▸ **PROBLEM**
When a line in the listing contains the string "Changemaker", pick it out and copy it.

▸ **DATA TO USE**
____________

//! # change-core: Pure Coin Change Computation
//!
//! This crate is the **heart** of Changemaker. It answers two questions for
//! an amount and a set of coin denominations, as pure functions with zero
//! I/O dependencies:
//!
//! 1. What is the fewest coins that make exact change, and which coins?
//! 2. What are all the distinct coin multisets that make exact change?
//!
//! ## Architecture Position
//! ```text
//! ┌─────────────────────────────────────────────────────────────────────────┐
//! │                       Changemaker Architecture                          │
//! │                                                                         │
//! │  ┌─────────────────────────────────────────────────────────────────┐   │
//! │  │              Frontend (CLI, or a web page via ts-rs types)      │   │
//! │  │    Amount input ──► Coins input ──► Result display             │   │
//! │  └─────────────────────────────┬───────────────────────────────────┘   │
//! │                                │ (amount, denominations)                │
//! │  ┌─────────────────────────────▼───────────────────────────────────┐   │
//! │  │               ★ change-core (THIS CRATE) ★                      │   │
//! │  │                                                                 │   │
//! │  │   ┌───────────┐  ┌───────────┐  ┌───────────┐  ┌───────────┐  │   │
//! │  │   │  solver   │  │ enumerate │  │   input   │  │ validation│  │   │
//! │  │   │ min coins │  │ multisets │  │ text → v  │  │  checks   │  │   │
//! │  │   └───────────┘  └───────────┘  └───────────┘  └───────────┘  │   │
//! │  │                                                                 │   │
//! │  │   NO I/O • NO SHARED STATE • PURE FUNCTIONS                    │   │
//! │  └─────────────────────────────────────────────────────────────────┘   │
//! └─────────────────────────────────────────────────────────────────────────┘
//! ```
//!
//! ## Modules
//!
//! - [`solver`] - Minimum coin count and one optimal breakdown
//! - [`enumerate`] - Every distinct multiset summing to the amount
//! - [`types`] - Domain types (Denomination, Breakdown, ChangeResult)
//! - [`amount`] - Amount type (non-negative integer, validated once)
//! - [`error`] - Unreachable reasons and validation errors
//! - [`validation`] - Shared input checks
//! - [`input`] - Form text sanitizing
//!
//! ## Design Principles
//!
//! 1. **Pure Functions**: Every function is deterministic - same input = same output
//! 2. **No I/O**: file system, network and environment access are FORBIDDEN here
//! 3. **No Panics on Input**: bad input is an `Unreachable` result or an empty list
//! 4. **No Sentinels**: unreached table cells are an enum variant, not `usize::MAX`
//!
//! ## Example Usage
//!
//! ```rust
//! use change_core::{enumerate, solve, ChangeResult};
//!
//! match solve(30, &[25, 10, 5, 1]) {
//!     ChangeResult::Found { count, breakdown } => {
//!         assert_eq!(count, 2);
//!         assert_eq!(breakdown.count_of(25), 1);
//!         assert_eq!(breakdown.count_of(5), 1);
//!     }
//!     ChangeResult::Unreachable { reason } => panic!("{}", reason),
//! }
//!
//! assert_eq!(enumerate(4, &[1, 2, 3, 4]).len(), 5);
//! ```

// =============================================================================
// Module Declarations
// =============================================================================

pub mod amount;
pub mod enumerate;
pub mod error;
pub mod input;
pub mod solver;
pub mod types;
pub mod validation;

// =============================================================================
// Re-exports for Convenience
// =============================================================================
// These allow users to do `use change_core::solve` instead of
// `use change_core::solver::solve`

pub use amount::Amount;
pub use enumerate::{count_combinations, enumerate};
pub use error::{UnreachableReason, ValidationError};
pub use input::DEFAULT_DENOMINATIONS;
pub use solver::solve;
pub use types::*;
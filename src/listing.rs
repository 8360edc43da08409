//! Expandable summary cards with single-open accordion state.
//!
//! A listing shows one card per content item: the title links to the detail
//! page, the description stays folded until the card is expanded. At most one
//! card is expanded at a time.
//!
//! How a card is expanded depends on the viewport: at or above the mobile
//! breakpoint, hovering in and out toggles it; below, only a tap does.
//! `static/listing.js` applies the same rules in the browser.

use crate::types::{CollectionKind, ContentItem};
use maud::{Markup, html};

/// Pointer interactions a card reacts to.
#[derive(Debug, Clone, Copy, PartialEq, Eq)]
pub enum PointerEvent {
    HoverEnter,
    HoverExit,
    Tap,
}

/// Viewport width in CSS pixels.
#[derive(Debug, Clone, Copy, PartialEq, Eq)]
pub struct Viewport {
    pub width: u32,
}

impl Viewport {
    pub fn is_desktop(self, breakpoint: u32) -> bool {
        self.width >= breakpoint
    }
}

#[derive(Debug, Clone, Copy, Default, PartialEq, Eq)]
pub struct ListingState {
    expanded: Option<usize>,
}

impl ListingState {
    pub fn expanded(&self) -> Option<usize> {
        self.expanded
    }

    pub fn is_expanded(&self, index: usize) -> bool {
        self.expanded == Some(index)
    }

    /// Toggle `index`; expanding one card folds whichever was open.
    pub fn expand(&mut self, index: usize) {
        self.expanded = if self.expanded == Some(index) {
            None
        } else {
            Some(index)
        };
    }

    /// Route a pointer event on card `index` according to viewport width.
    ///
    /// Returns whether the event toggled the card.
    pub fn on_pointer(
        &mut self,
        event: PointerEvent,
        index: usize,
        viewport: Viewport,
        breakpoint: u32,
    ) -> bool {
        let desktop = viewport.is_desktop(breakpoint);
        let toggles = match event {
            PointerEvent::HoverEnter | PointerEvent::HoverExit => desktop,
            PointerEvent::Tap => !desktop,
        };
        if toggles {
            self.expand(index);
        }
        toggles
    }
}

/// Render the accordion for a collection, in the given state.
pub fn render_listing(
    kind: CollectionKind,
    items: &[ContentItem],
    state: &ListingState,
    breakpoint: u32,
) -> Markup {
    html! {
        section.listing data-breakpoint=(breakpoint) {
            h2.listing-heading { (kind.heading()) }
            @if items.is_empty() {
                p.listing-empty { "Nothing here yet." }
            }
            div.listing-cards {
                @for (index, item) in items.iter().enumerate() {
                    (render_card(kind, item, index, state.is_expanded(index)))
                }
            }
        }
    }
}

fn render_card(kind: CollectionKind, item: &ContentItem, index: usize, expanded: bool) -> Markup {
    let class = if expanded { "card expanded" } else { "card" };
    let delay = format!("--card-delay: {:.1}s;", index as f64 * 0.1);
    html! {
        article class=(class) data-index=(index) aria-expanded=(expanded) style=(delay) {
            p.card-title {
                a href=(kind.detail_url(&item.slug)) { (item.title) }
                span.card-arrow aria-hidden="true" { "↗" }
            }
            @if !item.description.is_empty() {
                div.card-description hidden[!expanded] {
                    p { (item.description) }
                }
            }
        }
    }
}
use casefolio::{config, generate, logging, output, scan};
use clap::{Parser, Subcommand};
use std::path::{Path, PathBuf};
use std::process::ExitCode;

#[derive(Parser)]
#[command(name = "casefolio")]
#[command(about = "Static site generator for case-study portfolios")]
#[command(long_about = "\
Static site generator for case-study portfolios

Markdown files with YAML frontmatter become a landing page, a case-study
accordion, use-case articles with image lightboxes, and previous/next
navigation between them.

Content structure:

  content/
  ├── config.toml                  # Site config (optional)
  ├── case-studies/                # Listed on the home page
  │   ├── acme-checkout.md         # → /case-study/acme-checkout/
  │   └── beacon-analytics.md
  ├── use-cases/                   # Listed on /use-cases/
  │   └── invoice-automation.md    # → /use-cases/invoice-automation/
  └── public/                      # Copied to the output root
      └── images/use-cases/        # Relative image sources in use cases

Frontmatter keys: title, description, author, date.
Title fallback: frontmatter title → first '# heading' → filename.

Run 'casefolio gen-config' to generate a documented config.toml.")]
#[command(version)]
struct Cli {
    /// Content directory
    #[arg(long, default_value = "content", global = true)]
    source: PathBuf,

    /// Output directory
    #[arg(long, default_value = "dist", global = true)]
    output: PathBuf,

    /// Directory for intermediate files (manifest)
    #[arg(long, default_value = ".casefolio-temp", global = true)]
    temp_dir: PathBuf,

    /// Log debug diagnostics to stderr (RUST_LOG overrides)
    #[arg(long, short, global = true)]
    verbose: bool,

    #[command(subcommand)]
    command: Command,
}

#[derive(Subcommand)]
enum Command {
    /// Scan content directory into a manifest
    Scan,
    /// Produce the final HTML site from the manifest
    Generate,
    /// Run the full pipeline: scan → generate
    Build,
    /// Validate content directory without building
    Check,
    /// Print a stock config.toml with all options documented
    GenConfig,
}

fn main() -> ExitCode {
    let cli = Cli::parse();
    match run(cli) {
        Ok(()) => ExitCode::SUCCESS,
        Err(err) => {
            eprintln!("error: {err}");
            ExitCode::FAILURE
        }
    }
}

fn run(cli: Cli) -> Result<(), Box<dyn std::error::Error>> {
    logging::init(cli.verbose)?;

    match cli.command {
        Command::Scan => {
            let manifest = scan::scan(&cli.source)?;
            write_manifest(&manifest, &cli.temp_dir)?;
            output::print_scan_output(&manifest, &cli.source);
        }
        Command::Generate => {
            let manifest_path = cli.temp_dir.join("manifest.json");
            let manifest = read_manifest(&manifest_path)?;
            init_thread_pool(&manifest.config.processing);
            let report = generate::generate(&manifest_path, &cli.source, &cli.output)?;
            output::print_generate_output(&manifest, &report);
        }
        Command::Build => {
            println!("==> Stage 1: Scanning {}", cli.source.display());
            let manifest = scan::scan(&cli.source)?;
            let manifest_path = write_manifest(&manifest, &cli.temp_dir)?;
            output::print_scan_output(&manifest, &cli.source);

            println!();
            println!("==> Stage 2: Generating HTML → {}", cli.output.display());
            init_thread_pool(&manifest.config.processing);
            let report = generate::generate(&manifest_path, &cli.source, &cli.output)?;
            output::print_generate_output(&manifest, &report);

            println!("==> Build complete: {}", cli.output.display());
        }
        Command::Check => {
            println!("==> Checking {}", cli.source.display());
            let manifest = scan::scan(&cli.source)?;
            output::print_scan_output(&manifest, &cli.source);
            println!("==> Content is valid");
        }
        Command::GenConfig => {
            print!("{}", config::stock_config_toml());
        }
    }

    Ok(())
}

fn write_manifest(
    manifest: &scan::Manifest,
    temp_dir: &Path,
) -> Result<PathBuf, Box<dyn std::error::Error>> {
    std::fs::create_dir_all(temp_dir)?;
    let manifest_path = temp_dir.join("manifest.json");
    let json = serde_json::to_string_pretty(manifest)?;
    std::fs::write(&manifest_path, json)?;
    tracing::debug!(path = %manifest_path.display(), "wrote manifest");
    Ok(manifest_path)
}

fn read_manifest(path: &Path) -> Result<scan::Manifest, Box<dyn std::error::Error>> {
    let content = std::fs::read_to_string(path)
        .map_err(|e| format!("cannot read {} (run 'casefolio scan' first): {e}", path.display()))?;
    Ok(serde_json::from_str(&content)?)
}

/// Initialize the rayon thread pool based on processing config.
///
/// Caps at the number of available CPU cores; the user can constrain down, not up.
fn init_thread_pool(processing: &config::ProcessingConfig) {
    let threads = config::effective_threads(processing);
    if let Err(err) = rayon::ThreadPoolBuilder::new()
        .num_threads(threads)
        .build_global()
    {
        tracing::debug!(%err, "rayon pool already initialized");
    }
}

____________

▸ **SOLUTION FOR THIS TASK**
//! This crate is the **heart** of Changemaker. It answers two questions for
//! │                       Changemaker Architecture                          │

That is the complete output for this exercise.